Return a copy of every line in the records that includes the word "closure".
------------------------------------------------------------------------
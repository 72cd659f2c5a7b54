//! Graph execution.
//!
//! [`execute`] runs a [`BuildGraph`] on a bounded pool:
//! - a node starts only once every dependency has a terminal result
//! - the cache is consulted before anything runs
//! - a node that does not succeed skips its transitive dependents, while
//!   unrelated nodes keep going
//! - cancellation (explicit or by timeout) marks unstarted nodes cancelled
//!   and gives running commands a grace period
//!
//! Only successes are written to the cache; failures run again next time.

mod cancel;
pub mod cmd;
mod types;

use std::collections::{HashMap, VecDeque};
use std::sync::Arc;
use std::time::{Duration, Instant};

use tokio::sync::Semaphore;
use tokio::task::JoinSet;
use tracing::{debug, error, info, warn};

use crate::cache::{BuildOutput, CacheRecord, ResultCache, marker};
use crate::graph::{BuildGraph, BuildNode, NodeId, NodeKind};
use crate::store::{ArtifactStore, MaterializedEnv};
use crate::util::fs::copy_tree;

use cmd::{CommandOutcome, CommandSpec, run_command};

pub use cancel::CancelToken;
pub use types::{Artifact, ExecuteConfig, ExecuteError, JOBS_ENV, NodeResult, Outcome, RunResults};

/// Everything a node task needs, cheap to clone into a spawned task.
#[derive(Clone)]
struct Shared {
  store: Arc<dyn ArtifactStore>,
  cache: ResultCache,
  config: ExecuteConfig,
  cancel: CancelToken,
}

/// Execute every node of `graph`.
///
/// The returned results hold exactly one entry per node. Errors are limited
/// to a malformed graph; failing commands and store errors are outcomes.
pub async fn execute(
  graph: &BuildGraph,
  store: Arc<dyn ArtifactStore>,
  cache: &ResultCache,
  config: &ExecuteConfig,
  cancel: &CancelToken,
) -> Result<RunResults, ExecuteError> {
  let order = graph.topological_order()?;
  info!(
    nodes = order.len(),
    parallelism = config.parallelism,
    "starting execution"
  );

  let timer = config.timeout.map(|timeout| {
    let cancel = cancel.clone();
    tokio::spawn(async move {
      tokio::time::sleep(timeout).await;
      warn!(timeout = ?timeout, "run timed out, cancelling");
      cancel.cancel();
    })
  });

  let shared = Shared {
    store,
    cache: cache.clone(),
    config: config.clone(),
    cancel: cancel.clone(),
  };
  let mut run = Scheduler::new(graph, &order);
  let semaphore = Arc::new(Semaphore::new(config.parallelism.max(1)));
  let mut join_set: JoinSet<NodeResult> = JoinSet::new();
  let mut in_flight: HashMap<tokio::task::Id, NodeId> = HashMap::new();

  loop {
    while let Some(id) = run.ready.pop_front() {
      let Some(node) = graph.node(&id) else {
        return Err(crate::graph::GraphError::UnknownNode(id).into());
      };

      if cancel.is_cancelled() {
        run.settle(graph, NodeResult::new(id, Outcome::Cancelled, Duration::ZERO));
        continue;
      }

      if let Some(record) = cache.lookup(node) {
        info!(node = %id.short(), kind = node.kind.label(), "cache hit");
        let artifact = cached_artifact(cache, node, record, &mut run.envs);
        run.settle(graph, NodeResult::new(id, Outcome::CachedHit { artifact }, Duration::ZERO));
        continue;
      }

      let env = match &node.kind {
        NodeKind::MaterializeEnvironment { .. } => None,
        NodeKind::RunCheck { environment, .. } | NodeKind::BuildProject { environment, .. } => {
          match run.envs.get(environment) {
            Some(env) => Some(env.clone()),
            None => return Err(ExecuteError::MissingEnvironment(id)),
          }
        }
      };

      let node = node.clone();
      let shared = shared.clone();
      let semaphore = semaphore.clone();
      let handle = join_set.spawn(async move {
        let permit = tokio::select! {
          permit = semaphore.acquire_owned() => permit.ok(),
          _ = shared.cancel.cancelled() => None,
        };
        let Some(_permit) = permit else {
          return NodeResult::new(node.id, Outcome::Cancelled, Duration::ZERO);
        };
        if shared.cancel.is_cancelled() {
          return NodeResult::new(node.id, Outcome::Cancelled, Duration::ZERO);
        }

        let started = Instant::now();
        let outcome = run_node(&shared, &node, env).await;
        NodeResult::new(node.id, outcome, started.elapsed())
      });
      in_flight.insert(handle.id(), id);
    }

    let Some(joined) = join_set.join_next_with_id().await else {
      break;
    };
    let result = match joined {
      Ok((task, result)) => {
        in_flight.remove(&task);
        result
      }
      Err(e) => {
        let Some(id) = in_flight.remove(&e.id()) else {
          error!(error = %e, "untracked node task failed");
          continue;
        };
        error!(node = %id.short(), error = %e, "node task panicked");
        NodeResult::new(
          id,
          Outcome::InfrastructureError {
            message: format!("task failed: {e}"),
          },
          Duration::ZERO,
        )
      }
    };

    if let Outcome::Success {
      artifact: Artifact::Environment(env),
    } = &result.outcome
    {
      run.envs.insert(result.node.clone(), env.clone());
    }
    run.settle(graph, result);
  }

  // Nodes left without a result were waiting behind a node whose task vanished.
  for id in order {
    if !run.results.contains_key(&id) {
      run.results.insert(id.clone(), NodeResult::new(id, Outcome::Cancelled, Duration::ZERO));
    }
  }

  let timed_out = match timer {
    Some(timer) => {
      let fired = timer.is_finished();
      timer.abort();
      fired
    }
    None => false,
  };

  let results = RunResults {
    results: run.results,
    timed_out,
  };
  info!(
    nodes = results.len(),
    success = results.is_success(),
    timed_out,
    "execution complete"
  );
  Ok(results)
}

/// Bookkeeping for ready-queue scheduling.
struct Scheduler {
  ready: VecDeque<NodeId>,
  pending: HashMap<NodeId, usize>,
  results: std::collections::BTreeMap<NodeId, NodeResult>,
  envs: HashMap<NodeId, MaterializedEnv>,
}

impl Scheduler {
  fn new(graph: &BuildGraph, order: &[NodeId]) -> Self {
    let mut ready = VecDeque::new();
    let mut pending = HashMap::new();
    for id in order {
      let deps = graph.dependencies(id).len();
      if deps == 0 {
        ready.push_back(id.clone());
      } else {
        pending.insert(id.clone(), deps);
      }
    }
    Self {
      ready,
      pending,
      results: Default::default(),
      envs: HashMap::new(),
    }
  }

  /// Record a terminal result and release or skip dependents.
  fn settle(&mut self, graph: &BuildGraph, result: NodeResult) {
    let id = result.node.clone();
    let succeeded = result.outcome.is_success();
    let cancelled = matches!(result.outcome, Outcome::Cancelled);
    log_result(&result);
    self.results.insert(id.clone(), result);

    if succeeded {
      for dependent in graph.dependents(&id) {
        if self.results.contains_key(&dependent) {
          continue;
        }
        if let Some(count) = self.pending.get_mut(&dependent) {
          *count -= 1;
          if *count == 0 {
            self.pending.remove(&dependent);
            self.ready.push_back(dependent);
          }
        }
      }
      return;
    }

    for dependent in graph.transitive_dependents(&id) {
      if self.results.contains_key(&dependent) {
        continue;
      }
      self.pending.remove(&dependent);
      let outcome = if cancelled {
        Outcome::Cancelled
      } else {
        warn!(node = %dependent.short(), cause = %id.short(), "skipping node, dependency did not succeed");
        Outcome::Skipped { cause: id.clone() }
      };
      self
        .results
        .insert(dependent.clone(), NodeResult::new(dependent, outcome, Duration::ZERO));
    }
  }
}

fn log_result(result: &NodeResult) {
  let node = result.node.short();
  match &result.outcome {
    Outcome::CachedHit { .. } => debug!(node, "cached"),
    Outcome::Success { .. } => info!(node, duration = ?result.duration, "succeeded"),
    Outcome::Failure { exit_code, log } => {
      error!(node, exit_code = ?exit_code, log = %log.display(), "failed")
    }
    Outcome::InfrastructureError { message } => error!(node, error = %message, "could not run"),
    Outcome::Skipped { .. } => {}
    Outcome::Cancelled => debug!(node, "cancelled"),
  }
}

fn cached_artifact(
  cache: &ResultCache,
  node: &BuildNode,
  record: CacheRecord,
  envs: &mut HashMap<NodeId, MaterializedEnv>,
) -> Artifact {
  match (&node.kind, record.environment, record.output) {
    (NodeKind::MaterializeEnvironment { .. }, Some(env), _) => {
      envs.insert(node.id.clone(), env.clone());
      Artifact::Environment(env)
    }
    (NodeKind::BuildProject { .. }, _, Some(output)) => Artifact::Output(output),
    _ => Artifact::Log {
      path: cache.log_path(&node.id),
    },
  }
}

fn infra(message: impl std::fmt::Display) -> Outcome {
  Outcome::InfrastructureError {
    message: message.to_string(),
  }
}

async fn run_node(shared: &Shared, node: &BuildNode, env: Option<MaterializedEnv>) -> Outcome {
  debug!(node = %node.id.short(), kind = node.kind.label(), "running node");
  match (&node.kind, env) {
    (NodeKind::MaterializeEnvironment { closure }, _) => {
      let store = shared.store.clone();
      let closure = closure.clone();
      let dest = shared.cache.env_dir(&node.id);
      let realized = tokio::task::spawn_blocking(move || store.realize(&closure, &dest)).await;
      match realized {
        Ok(Ok(env)) => {
          let record = CacheRecord::new(node, Duration::ZERO).with_environment(env.clone());
          if let Err(e) = shared.cache.insert(&record) {
            return infra(e);
          }
          Outcome::Success {
            artifact: Artifact::Environment(env),
          }
        }
        Ok(Err(e)) => infra(e),
        Err(e) => infra(format!("realize task failed: {e}")),
      }
    }
    (NodeKind::RunCheck {
      command, working_dir, ..
    }, Some(env)) => run_check(shared, node, command, working_dir, &env).await,
    (
      NodeKind::BuildProject {
        command,
        source_root,
        exclusions,
        ..
      },
      Some(env),
    ) => run_build(shared, node, command, source_root, exclusions, &env).await,
    (_, None) => infra("environment was not materialized"),
  }
}

async fn run_check(
  shared: &Shared,
  node: &BuildNode,
  command: &str,
  working_dir: &std::path::Path,
  env: &MaterializedEnv,
) -> Outcome {
  if !working_dir.is_dir() {
    return infra(format!("working directory {} does not exist", working_dir.display()));
  }
  let scratch = match tempfile::tempdir() {
    Ok(dir) => dir,
    Err(e) => return infra(format!("failed to create scratch directory: {e}")),
  };
  let log = match shared.cache.log_tempfile() {
    Ok(log) => log,
    Err(e) => return infra(e),
  };
  let handle = match log.as_file().try_clone() {
    Ok(file) => file,
    Err(e) => return infra(format!("failed to open log: {e}")),
  };

  let started = Instant::now();
  let spec = CommandSpec {
    command,
    working_dir,
    env,
    tmp_dir: scratch.path(),
    out_dir: None,
    shell: shared.config.shell.as_deref(),
  };
  let outcome = match run_command(&spec, handle, &shared.cancel, shared.config.grace_period).await {
    Ok(outcome) => outcome,
    Err(e) => return infra(format!("failed to run command: {e}")),
  };

  let log = match shared.cache.persist_log(log, &node.id) {
    Ok(path) => path,
    Err(e) => return infra(e),
  };

  match outcome {
    CommandOutcome::Exited(Some(0)) => {
      if let Err(e) = shared.cache.insert(&CacheRecord::new(node, started.elapsed())) {
        return infra(e);
      }
      Outcome::Success {
        artifact: Artifact::Log { path: log },
      }
    }
    CommandOutcome::Exited(exit_code) => Outcome::Failure { exit_code, log },
    CommandOutcome::Cancelled => Outcome::Cancelled,
  }
}

async fn run_build(
  shared: &Shared,
  node: &BuildNode,
  command: &str,
  source_root: &std::path::Path,
  exclusions: &[String],
  env: &MaterializedEnv,
) -> Outcome {
  let scratch = match tempfile::tempdir() {
    Ok(dir) => dir,
    Err(e) => return infra(format!("failed to create scratch directory: {e}")),
  };
  let build_root = shared.cache.build_dir(&node.id);
  let staging = match build_root
    .parent()
    .ok_or_else(|| std::io::Error::other("build directory has no parent"))
    .and_then(|parent| tempfile::Builder::new().prefix(".staging-").tempdir_in(parent))
  {
    Ok(dir) => dir,
    Err(e) => return infra(format!("failed to create output directory: {e}")),
  };

  let src = scratch.path().join("src");
  let tmp = scratch.path().join("tmp");
  let copy = {
    let (from, to, tmp) = (source_root.to_path_buf(), src.clone(), tmp.clone());
    let exclusions = exclusions.to_vec();
    tokio::task::spawn_blocking(move || {
      let excluded: Vec<&str> = exclusions.iter().map(String::as_str).collect();
      copy_tree(&from, &to, &excluded)?;
      std::fs::create_dir_all(&tmp)
    })
    .await
  };
  match copy {
    Ok(Ok(())) => {}
    Ok(Err(e)) => return infra(format!("failed to copy source tree: {e}")),
    Err(e) => return infra(format!("copy task failed: {e}")),
  }

  let log = match shared.cache.log_tempfile() {
    Ok(log) => log,
    Err(e) => return infra(e),
  };
  let handle = match log.as_file().try_clone() {
    Ok(file) => file,
    Err(e) => return infra(format!("failed to open log: {e}")),
  };

  let started = Instant::now();
  let spec = CommandSpec {
    command,
    working_dir: &src,
    env,
    tmp_dir: &tmp,
    out_dir: Some(staging.path()),
    shell: shared.config.shell.as_deref(),
  };
  let outcome = match run_command(&spec, handle, &shared.cancel, shared.config.grace_period).await {
    Ok(outcome) => outcome,
    Err(e) => return infra(format!("failed to run command: {e}")),
  };
  let log = match shared.cache.persist_log(log, &node.id) {
    Ok(path) => path,
    Err(e) => return infra(e),
  };

  match outcome {
    CommandOutcome::Exited(Some(0)) => {}
    CommandOutcome::Exited(exit_code) => return Outcome::Failure { exit_code, log },
    CommandOutcome::Cancelled => return Outcome::Cancelled,
  }

  let mut hash = match marker::write_marker(staging.path()) {
    Ok(hash) => hash,
    Err(e) => return infra(e),
  };
  if build_root.exists() {
    if marker::verify_marker(&build_root) {
      debug!(node = %node.id.short(), "another run already published this build");
      if let Some(existing) = marker::read_marker(&build_root) {
        hash = existing.output_hash;
      }
    } else if let Err(e) = std::fs::remove_dir_all(&build_root) {
      return infra(format!("failed to replace stale build output: {e}"));
    }
  }
  if !build_root.exists()
    && let Err(e) = std::fs::rename(staging.path(), &build_root)
  {
    return infra(format!("failed to publish build output: {e}"));
  }

  let output = BuildOutput {
    path: build_root,
    hash,
  };
  let record = CacheRecord::new(node, started.elapsed()).with_output(output.clone());
  if let Err(e) = shared.cache.insert(&record) {
    return infra(e);
  }
  Outcome::Success {
    artifact: Artifact::Output(output),
  }
}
------------------------------------------------------------------------
OUTPUT FOR THIS EXERCISE >>
    (NodeKind::MaterializeEnvironment { closure }, _) => {
      let closure = closure.clone();
      let realized = tokio::task::spawn_blocking(move || store.realize(&closure, &dest)).await;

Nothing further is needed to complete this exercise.